* What to do
Please copy every line of the data in which the string "batch" appears.

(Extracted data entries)

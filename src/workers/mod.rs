pub mod deal_export;

pub use deal_export::{DealExportWorker, DealSource, ExportSummary};
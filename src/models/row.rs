use std::collections::HashMap;

/// Rendered value for a missing, sentinel or unparseable field
pub const MISSING: &str = "-";

/// One extracted product, keyed by column name
#[derive(Debug, Clone, Default, PartialEq, Eq)]
pub struct OutputRow {
    values: HashMap<String, String>,
}

impl OutputRow {
    pub fn new() -> Self {
        Self::default()
    }

    pub fn insert(&mut self, column: impl Into<String>, value: impl Into<String>) {
        self.values.insert(column.into(), value.into());
    }

    /// Value for a column, `-` when the column was never filled
    pub fn get(&self, column: &str) -> &str {
        self.values.get(column).map(String::as_str).unwrap_or(MISSING)
    }

    /// Values in the given column order
    pub fn ordered<'a>(&'a self, columns: &'a [String]) -> impl Iterator<Item = &'a str> + 'a {
        columns.iter().map(move |c| self.get(c))
    }
}

#[cfg(test)]
mod tests {
    use super::*;

    #[test]
    fn test_absent_columns_are_dashes() {
        let mut row = OutputRow::new();
        row.insert("Title", "A Book");

        let columns = vec!["Title".to_string(), "Brand".to_string()];
        let values: Vec<&str> = row.ordered(&columns).collect();
        assert_eq!(values, vec!["A Book", "-"]);
    }
}
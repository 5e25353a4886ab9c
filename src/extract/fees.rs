//! Amazon fee estimates (2025 US rates).

use tracing::{debug, warn};

use crate::models::Product;

const GRAMS_PER_LB: f64 = 453.592_37;
const MM_PER_INCH: f64 = 25.4;
const DIM_WEIGHT_DIVISOR: f64 = 139.0;
const MEDIA_CLOSING_FEE: f64 = 1.80;
const MEDIA_BINDINGS: [&str; 3] = ["Audio CD", "DVD", "Vinyl"];

/// Keepa root category for Books
pub const BOOKS_ROOT_CATEGORY: i64 = 283155;

pub const REFERRAL_FEE: &str = "15.00%";

#[derive(Debug, Clone, Copy, PartialEq, Eq)]
pub enum SizeTier {
    SmallStandard,
    SmallStandardHeavy,
    LargeStandard,
    LargeStandardHeavy,
    Oversize,
}

#[derive(Debug, Clone, Copy, PartialEq)]
pub struct FbaFee {
    pub tier: SizeTier,
    pub base: f64,
    pub closing: f64,
}

impl FbaFee {
    pub fn total(&self) -> f64 {
        self.base + self.closing
    }
}

fn is_media(binding: Option<&str>) -> bool {
    binding.map(|b| MEDIA_BINDINGS.contains(&b)).unwrap_or(false)
}

/// Pick & pack fee, `None` when the package weight is unknown
pub fn fba_fee(product: &Product) -> Option<FbaFee> {
    let weight_g = product.package_weight.filter(|w| *w > 0)?;
    let weight_lb = weight_g as f64 / GRAMS_PER_LB;

    let mut dims_in: Vec<f64> = [
        product.package_height,
        product.package_length,
        product.package_width,
    ]
    .iter()
    .map(|d| d.unwrap_or(0).max(0) as f64 / MM_PER_INCH)
    .collect();
    dims_in.sort_by(|a, b| a.total_cmp(b));

    let dim_weight_lb = dims_in.iter().product::<f64>() / DIM_WEIGHT_DIVISOR;
    let effective_lb = weight_lb.max(dim_weight_lb);

    let (shortest, median, longest) = (dims_in[0], dims_in[1], dims_in[2]);
    let standard = longest <= 18.0 && median <= 14.0 && shortest <= 8.0 && effective_lb <= 20.0;

    let (tier, base) = if !standard {
        (SizeTier::Oversize, 10.53)
    } else if effective_lb <= 0.25 {
        (SizeTier::SmallStandard, 3.15)
    } else if effective_lb <= 1.0 {
        (SizeTier::SmallStandardHeavy, 3.53)
    } else if effective_lb <= 3.0 {
        (SizeTier::LargeStandard, 6.21)
    } else {
        (
            SizeTier::LargeStandardHeavy,
            7.45 + (effective_lb - 3.0) * 0.15,
        )
    };

    let closing = if is_media(product.binding.as_deref()) {
        MEDIA_CLOSING_FEE
    } else {
        0.0
    };

    debug!(
        asin = %product.asin,
        weight_lb,
        dim_weight_lb,
        ?tier,
        base,
        closing,
        "FBA fee"
    );

    Some(FbaFee {
        tier,
        base,
        closing,
    })
}

pub fn is_book(product: &Product) -> bool {
    product.kind.as_deref() == Some("ABIS_BOOK")
        || product.root_category == Some(BOOKS_ROOT_CATEGORY)
}

/// Flat book referral rate; anything else is flagged for review
pub fn referral_fee(product: &Product) -> &'static str {
    if !is_book(product) || is_media(product.binding.as_deref()) {
        warn!(
            "ASIN {}: non-book binding ({}), verify referral category",
            product.asin,
            product.binding.as_deref().unwrap_or("-")
        );
    }
    REFERRAL_FEE
}
//! Scans over Keepa `csv` history rows.
//!
//! A row is flat: `[t0, v0, t1, v1, ...]`, or `[t0, v0, s0, t1, v1, s1, ...]`
//! for price types that also carry shipping. Times are Keepa minutes and a
//! value of `-1` means "no offer" for that span.

#[derive(Debug, Clone, Copy, PartialEq, Eq)]
pub struct Point {
    pub minute: i64,
    pub value: i64,
}

/// Split a raw row into points. A trailing partial record is dropped.
pub fn points(raw: &[i64], stride: usize) -> Vec<Point> {
    if stride < 2 {
        return Vec::new();
    }
    raw.chunks_exact(stride)
        .map(|c| Point {
            minute: c[0],
            value: c[1],
        })
        .collect()
}

#[derive(Debug, Clone, Copy, PartialEq, Eq)]
pub enum Bound {
    Lowest,
    Highest,
}

/// Lowest or highest positive value, optionally only from `since` onward
pub fn extreme(points: &[Point], bound: Bound, since: Option<i64>) -> Option<i64> {
    let values = points
        .iter()
        .filter(|p| p.value > 0)
        .filter(|p| since.map(|s| p.minute >= s).unwrap_or(true))
        .map(|p| p.value);

    match bound {
        Bound::Lowest => values.min(),
        Bound::Highest => values.max(),
    }
}

/// Time-weighted mean of positive values over `[from, to]`.
///
/// The value in force at `from` is the last point before it. Spans with
/// no offer count toward neither the sum nor the weight.
pub fn weighted_average(points: &[Point], from: i64, to: i64) -> Option<i64> {
    if to <= from || points.is_empty() {
        return None;
    }

    let mut total = 0f64;
    let mut weight = 0f64;

    for (i, point) in points.iter().enumerate() {
        let end = points.get(i + 1).map(|next| next.minute).unwrap_or(to);
        let start = point.minute.max(from);
        let end = end.min(to);

        if end <= start || point.value <= 0 {
            continue;
        }

        let span = (end - start) as f64;
        total += point.value as f64 * span;
        weight += span;
    }

    if weight > 0.0 {
        Some((total / weight).round() as i64)
    } else {
        None
    }
}

/// Number of rank improvements (a lower positive rank than the previous
/// positive rank) recorded from `since` onward.
pub fn count_drops(points: &[Point], since: i64) -> i64 {
    let mut previous: Option<i64> = None;
    let mut drops = 0;

    for point in points.iter().filter(|p| p.value > 0) {
        if let Some(prev) = previous {
            if point.minute >= since && point.value < prev {
                drops += 1;
            }
        }
        previous = Some(point.value);
    }

    drops
}

#[cfg(test)]
mod tests {
    use super::*;

    #[test]
    fn test_points_with_shipping_stride() {
        let raw = [100, 1500, 399, 200, 1400, 0, 300];
        let pts = points(&raw, 3);
        assert_eq!(
            pts,
            vec![
                Point { minute: 100, value: 1500 },
                Point { minute: 200, value: 1400 },
            ]
        );
        assert!(points(&raw, 1).is_empty());
    }

    #[test]
    fn test_extreme_ignores_sentinels_and_respects_cutoff() {
        let pts = points(&[100, 900, 200, -1, 300, 1200, 400, 1000], 2);
        assert_eq!(extreme(&pts, Bound::Lowest, None), Some(900));
        assert_eq!(extreme(&pts, Bound::Highest, None), Some(1200));
        assert_eq!(extreme(&pts, Bound::Lowest, Some(250)), Some(1000));
        assert_eq!(extreme(&pts, Bound::Highest, Some(500)), None);
    }

    #[test]
    fn test_weighted_average() {
        // 1000 for 10 minutes, 2000 for 30 minutes
        let pts = points(&[0, 1000, 10, 2000], 2);
        assert_eq!(weighted_average(&pts, 0, 40), Some(1750));

        // Window opening mid-span takes the value in force
        assert_eq!(weighted_average(&pts, 5, 10), Some(1000));
    }

    #[test]
    fn test_weighted_average_skips_out_of_stock() {
        let pts = points(&[0, 1000, 10, -1, 20, 3000], 2);
        assert_eq!(weighted_average(&pts, 0, 30), Some(2000));
        assert_eq!(weighted_average(&pts, 10, 20), None);
        assert_eq!(weighted_average(&pts, 30, 30), None);
    }

    #[test]
    fn test_count_drops() {
        let pts = points(&[0, 5000, 10, 4000, 20, -1, 30, 4500, 40, 3000], 2);
        assert_eq!(count_drops(&pts, 0), 2);
        assert_eq!(count_drops(&pts, 35), 1);
        assert_eq!(count_drops(&[], 0), 0);
    }
}
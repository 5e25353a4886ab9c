use serde::{Deserialize, Serialize};
use tracing::{debug, error, info};

use crate::api::keepa::KeepaClient;
use crate::models::{Deal, DealResponse};

/// Keepa Books root category
const BOOKS: i64 = 283155;

/// Deal query sent as the `selection` parameter.
///
/// Every field has a default, so a `deal_filters.json` override only needs
/// the keys it changes.
#[derive(Debug, Clone, PartialEq, Serialize, Deserialize)]
#[serde(rename_all = "camelCase", default)]
pub struct DealSelection {
    pub page: u32,
    pub domain_id: String,
    pub include_categories: Vec<i64>,
    pub exclude_categories: Vec<i64>,
    pub price_types: Vec<u32>,
    pub delta_range: Vec<i64>,
    pub delta_percent_range: Vec<i64>,
    pub sales_rank_range: Vec<i64>,
    pub current_range: Vec<i64>,
    pub min_rating: i64,
    pub is_lowest: bool,
    pub is_lowest90: bool,
    pub is_lowest_offer: bool,
    pub is_out_of_stock: bool,
    pub title_search: String,
    pub is_range_enabled: bool,
    pub is_filter_enabled: bool,
    pub has_reviews: bool,
    pub filter_erotic: bool,
    pub single_variation: bool,
    pub is_prime_exclusive: bool,
    pub must_have_amazon_offer: bool,
    pub must_not_have_amazon_offer: bool,
    pub sort_type: i64,
    pub date_range: String,
    pub warehouse_conditions: Vec<i64>,
}

impl Default for DealSelection {
    fn default() -> Self {
        Self {
            page: 0,
            domain_id: "1".to_string(),
            include_categories: vec![BOOKS],
            exclude_categories: Vec::new(),
            // Used
            price_types: vec![2],
            delta_range: vec![1950, 9900],
            delta_percent_range: vec![50, i32::MAX as i64],
            sales_rank_range: vec![50000, 1500000],
            current_range: vec![2000, 30100],
            min_rating: 10,
            is_lowest: false,
            is_lowest90: false,
            is_lowest_offer: false,
            is_out_of_stock: false,
            title_search: String::new(),
            is_range_enabled: true,
            is_filter_enabled: true,
            has_reviews: false,
            filter_erotic: false,
            single_variation: true,
            is_prime_exclusive: false,
            must_have_amazon_offer: false,
            must_not_have_amazon_offer: false,
            sort_type: 4,
            date_range: "3".to_string(),
            warehouse_conditions: vec![2, 3, 4, 5],
        }
    }
}

impl KeepaClient {
    /// Fetch one page of deals, at most `max_deals` of them.
    ///
    /// Failures are logged and yield an empty list; the caller treats that
    /// as "no candidates".
    pub async fn fetch_deals(
        &self,
        selection: &DealSelection,
        page: u32,
        max_deals: usize,
    ) -> Vec<Deal> {
        let selection = DealSelection {
            page,
            ..selection.clone()
        };

        let json = match serde_json::to_string(&selection) {
            Ok(json) => json,
            Err(e) => {
                error!("Failed to encode deal selection: {}", e);
                return Vec::new();
            }
        };
        debug!("Deal selection: {}", json);

        match self
            .get_json::<DealResponse>("deal", &[("selection", json)])
            .await
        {
            Ok(response) => {
                let mut deals = response.into_deals();
                let total = deals.len();
                deals.truncate(max_deals);
                info!("Fetched {} deals on page {} (keeping {})", total, page, deals.len());
                deals
            }
            Err(e) => {
                error!("Failed to fetch deals for page {}: {}", page, e);
                Vec::new()
            }
        }
    }
}
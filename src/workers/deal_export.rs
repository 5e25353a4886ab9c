use std::path::PathBuf;
use std::time::Duration;

use anyhow::Result;
use chrono::{DateTime, Utc};
use tokio::time::sleep;
use tracing::{info, warn};

use crate::api::{DealSelection, KeepaClient, ProductQuery};
use crate::config::Config;
use crate::export::CsvExporter;
use crate::extract::Extractor;
use crate::models::{Deal, OutputRow};

/// Where the ASINs of a run come from
#[derive(Debug, Clone, PartialEq, Eq)]
pub enum DealSource {
    /// One page of the deal search
    DealPage(u32),
    /// Explicit ASINs, no deal lookup
    Asins(Vec<String>),
}

#[derive(Debug, Clone, PartialEq, Eq)]
pub struct ExportSummary {
    pub candidates: usize,
    pub rows: usize,
    /// Rows built from the placeholder product
    pub placeholders: usize,
    pub output_path: PathBuf,
}

/// Worker that runs one deal → product → CSV batch
pub struct DealExportWorker {
    client: KeepaClient,
    extractor: Extractor,
    exporter: CsvExporter,
    selection: DealSelection,
    query: ProductQuery,
    max_deals: usize,
    request_delay: Duration,
    output_path: PathBuf,
}

impl DealExportWorker {
    /// Create a new export worker; `now` anchors every time-window column
    pub fn new(client: KeepaClient, config: &Config, now: DateTime<Utc>) -> Self {
        let extractor = Extractor::new(
            &config.headers,
            &config.field_mappings,
            config.timezone,
            now,
        );

        Self {
            client,
            extractor,
            exporter: CsvExporter::new(config.headers.clone()),
            selection: config.deal_selection.clone(),
            query: config.product_query,
            max_deals: config.max_deals,
            request_delay: config.request_delay,
            output_path: config.output_path.clone(),
        }
    }

    /// Run the batch and write the CSV
    pub async fn run(&self, source: DealSource) -> Result<ExportSummary> {
        info!("Export started ({:?})", source);

        let candidates = self.candidates(source).await;
        if candidates.is_empty() {
            warn!("No deals fetched, writing diagnostic row only");
        }

        let (rows, placeholders) = self.collect_rows(&candidates).await;
        self.exporter.write_file(&self.output_path, &rows)?;

        let summary = ExportSummary {
            candidates: candidates.len(),
            rows: rows.len(),
            placeholders,
            output_path: self.output_path.clone(),
        };
        info!(
            "Export complete: {} rows ({} placeholders) -> {}",
            summary.rows,
            summary.placeholders,
            summary.output_path.display()
        );
        Ok(summary)
    }

    async fn candidates(&self, source: DealSource) -> Vec<(String, Option<Deal>)> {
        match source {
            DealSource::DealPage(page) => self
                .client
                .fetch_deals(&self.selection, page, self.max_deals)
                .await
                .into_iter()
                .map(|deal| (deal.asin.clone(), Some(deal)))
                .collect(),
            DealSource::Asins(asins) => asins
                .into_iter()
                .map(|asin| (asin.trim().to_string(), None))
                .collect(),
        }
    }

    /// Fetch and extract each candidate in order, pausing between requests
    pub async fn collect_rows(&self, candidates: &[(String, Option<Deal>)]) -> (Vec<OutputRow>, usize) {
        let mut rows = Vec::with_capacity(candidates.len());
        let mut placeholders = 0;

        for (i, (asin, deal)) in candidates.iter().enumerate() {
            if i > 0 && !self.request_delay.is_zero() {
                sleep(self.request_delay).await;
            }

            info!("Processing ASIN {} ({}/{})", asin, i + 1, candidates.len());
            let product = self.client.fetch_product(asin, &self.query).await;
            if product.is_placeholder {
                placeholders += 1;
            }

            rows.push(self.extractor.extract_row(&product, deal.as_ref()));
        }

        (rows, placeholders)
    }
}
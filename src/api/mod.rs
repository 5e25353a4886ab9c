pub mod deals;
pub mod keepa;
pub mod products;
pub mod retry;

pub use deals::DealSelection;
pub use keepa::KeepaClient;
pub use products::{validate_asin, ProductQuery};
pub use retry::RetryConfig;
use std::env;

use anyhow::{bail, Context, Result};
use chrono::Utc;
use tracing::info;

use keepa_deals::api::{validate_asin, KeepaClient};
use keepa_deals::config::{self, Config};
use keepa_deals::extract::Extractor;
use keepa_deals::logging;

/// Print every configured column for one ASIN
#[tokio::main]
async fn main() -> Result<()> {
    let _log_guard = logging::init(&config::log_file_from_env())?;

    let args: Vec<String> = env::args().collect();
    let asin = match args.get(1) {
        Some(asin) => asin.trim().to_string(),
        None => bail!("Usage: inspect_product <ASIN> [STATS_DAYS]"),
    };
    validate_asin(&asin)?;

    let mut config = Config::from_env()?;
    if let Some(days) = args.get(2) {
        config.product_query.stats_days =
            days.parse().context("STATS_DAYS must be a valid number")?;
    }

    let client = KeepaClient::new(
        &config.api_url,
        &config.api_key,
        config.http_timeout,
        config.retry.clone(),
    )?;

    info!(
        "Inspecting {} (stats window {} days)",
        asin, config.product_query.stats_days
    );
    let product = client.try_fetch_product(&asin, &config.product_query).await?;

    let extractor = Extractor::new(
        &config.headers,
        &config.field_mappings,
        config.timezone,
        Utc::now(),
    );
    for name in extractor.unknown_columns() {
        println!("(no rule) {}", name);
    }

    let row = extractor.extract_row(&product, None);
    let width = config.headers.iter().map(|h| h.len()).max().unwrap_or(0);
    for header in &config.headers {
        println!("{:width$}  {}", header, row.get(header), width = width);
    }

    Ok(())
}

* Solution for this problem
/// Worker that runs one deal → product → CSV batch
    /// Run the batch and write the CSV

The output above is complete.